## WHAT THE TASK REQUIRES
Below are lines of data; restate word for word those running from the line containing "self.0.get(field).map(String::as_str)" to the line containing "for (field, message)", inclusive, and no others.

(SOURCE MATERIAL Opens)

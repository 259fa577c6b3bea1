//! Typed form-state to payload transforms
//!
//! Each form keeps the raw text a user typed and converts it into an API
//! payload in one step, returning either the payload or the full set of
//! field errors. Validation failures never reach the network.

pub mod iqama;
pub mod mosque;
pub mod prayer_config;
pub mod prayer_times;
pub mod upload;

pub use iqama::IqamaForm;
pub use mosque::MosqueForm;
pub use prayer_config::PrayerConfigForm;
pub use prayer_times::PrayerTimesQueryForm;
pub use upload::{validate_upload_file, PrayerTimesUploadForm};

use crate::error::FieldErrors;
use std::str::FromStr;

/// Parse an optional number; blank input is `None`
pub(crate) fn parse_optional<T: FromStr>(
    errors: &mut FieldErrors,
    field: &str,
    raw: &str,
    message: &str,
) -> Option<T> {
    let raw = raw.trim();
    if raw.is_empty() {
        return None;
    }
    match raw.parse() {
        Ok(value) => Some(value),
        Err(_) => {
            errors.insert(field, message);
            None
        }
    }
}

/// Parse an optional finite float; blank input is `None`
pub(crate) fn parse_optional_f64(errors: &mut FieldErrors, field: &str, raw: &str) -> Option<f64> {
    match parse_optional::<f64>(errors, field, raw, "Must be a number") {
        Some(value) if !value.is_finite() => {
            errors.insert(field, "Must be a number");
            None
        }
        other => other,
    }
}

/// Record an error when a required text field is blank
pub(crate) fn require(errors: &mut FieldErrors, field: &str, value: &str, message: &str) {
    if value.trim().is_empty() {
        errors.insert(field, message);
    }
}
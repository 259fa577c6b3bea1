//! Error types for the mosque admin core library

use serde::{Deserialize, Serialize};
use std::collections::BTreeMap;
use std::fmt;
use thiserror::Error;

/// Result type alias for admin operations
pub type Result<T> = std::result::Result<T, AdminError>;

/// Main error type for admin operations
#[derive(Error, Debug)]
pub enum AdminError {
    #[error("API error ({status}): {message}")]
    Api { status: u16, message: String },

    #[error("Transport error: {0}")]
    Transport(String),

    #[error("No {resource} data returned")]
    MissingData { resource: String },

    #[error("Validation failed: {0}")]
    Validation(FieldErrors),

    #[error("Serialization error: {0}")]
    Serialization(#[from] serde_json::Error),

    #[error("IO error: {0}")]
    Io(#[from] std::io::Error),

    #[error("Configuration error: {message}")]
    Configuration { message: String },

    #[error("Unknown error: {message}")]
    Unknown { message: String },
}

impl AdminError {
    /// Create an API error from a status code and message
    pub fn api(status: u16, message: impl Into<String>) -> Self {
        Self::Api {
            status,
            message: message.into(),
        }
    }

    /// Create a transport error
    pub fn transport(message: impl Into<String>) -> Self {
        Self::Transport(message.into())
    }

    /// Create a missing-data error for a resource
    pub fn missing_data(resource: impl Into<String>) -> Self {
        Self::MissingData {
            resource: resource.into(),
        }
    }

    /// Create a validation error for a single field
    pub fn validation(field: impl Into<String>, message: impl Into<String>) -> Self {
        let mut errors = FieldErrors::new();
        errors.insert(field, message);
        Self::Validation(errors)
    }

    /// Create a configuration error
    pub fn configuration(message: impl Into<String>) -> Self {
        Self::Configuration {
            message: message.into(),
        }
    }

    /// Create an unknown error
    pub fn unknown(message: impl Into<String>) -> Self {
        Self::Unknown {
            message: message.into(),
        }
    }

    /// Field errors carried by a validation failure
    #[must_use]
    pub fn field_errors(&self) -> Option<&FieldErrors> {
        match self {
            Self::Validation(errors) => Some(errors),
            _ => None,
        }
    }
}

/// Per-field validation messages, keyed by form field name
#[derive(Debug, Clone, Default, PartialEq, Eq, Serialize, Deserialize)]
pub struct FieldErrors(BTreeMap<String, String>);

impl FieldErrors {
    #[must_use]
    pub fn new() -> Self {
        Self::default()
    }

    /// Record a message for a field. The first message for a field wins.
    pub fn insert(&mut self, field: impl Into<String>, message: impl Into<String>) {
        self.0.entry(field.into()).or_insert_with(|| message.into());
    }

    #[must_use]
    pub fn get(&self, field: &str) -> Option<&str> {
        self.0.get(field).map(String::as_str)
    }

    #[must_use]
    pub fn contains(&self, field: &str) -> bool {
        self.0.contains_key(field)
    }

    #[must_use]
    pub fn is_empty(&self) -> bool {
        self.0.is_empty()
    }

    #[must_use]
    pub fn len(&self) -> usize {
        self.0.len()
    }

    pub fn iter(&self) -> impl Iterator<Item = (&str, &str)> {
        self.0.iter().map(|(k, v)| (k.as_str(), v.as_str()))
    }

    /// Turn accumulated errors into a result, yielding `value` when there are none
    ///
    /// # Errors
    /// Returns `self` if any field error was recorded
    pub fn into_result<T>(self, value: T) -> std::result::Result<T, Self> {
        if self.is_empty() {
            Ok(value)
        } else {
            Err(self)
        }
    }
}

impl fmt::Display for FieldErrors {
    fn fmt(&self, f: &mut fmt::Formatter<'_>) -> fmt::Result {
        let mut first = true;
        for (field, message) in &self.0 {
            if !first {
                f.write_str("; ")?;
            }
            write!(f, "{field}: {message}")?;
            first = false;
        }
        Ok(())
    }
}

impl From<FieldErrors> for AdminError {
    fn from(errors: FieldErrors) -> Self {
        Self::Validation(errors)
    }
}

(SOURCE MATERIAL Closes)

## WRITTEN ANSWER
        self.0.get(field).map(String::as_str)
    }

    #[must_use]
    pub fn contains(&self, field: &str) -> bool {
        self.0.contains_key(field)
    }

    #[must_use]
    pub fn is_empty(&self) -> bool {
        self.0.is_empty()
    }

    #[must_use]
    pub fn len(&self) -> usize {
        self.0.len()
    }

    pub fn iter(&self) -> impl Iterator<Item = (&str, &str)> {
        self.0.iter().map(|(k, v)| (k.as_str(), v.as_str()))
    }

    /// Turn accumulated errors into a result, yielding `value` when there are none
    ///
    /// # Errors
    /// Returns `self` if any field error was recorded
    pub fn into_result<T>(self, value: T) -> std::result::Result<T, Self> {
        if self.is_empty() {
            Ok(value)
        } else {
            Err(self)
        }
    }
}

impl fmt::Display for FieldErrors {
    fn fmt(&self, f: &mut fmt::Formatter<'_>) -> fmt::Result {
        let mut first = true;
        for (field, message) in &self.0 {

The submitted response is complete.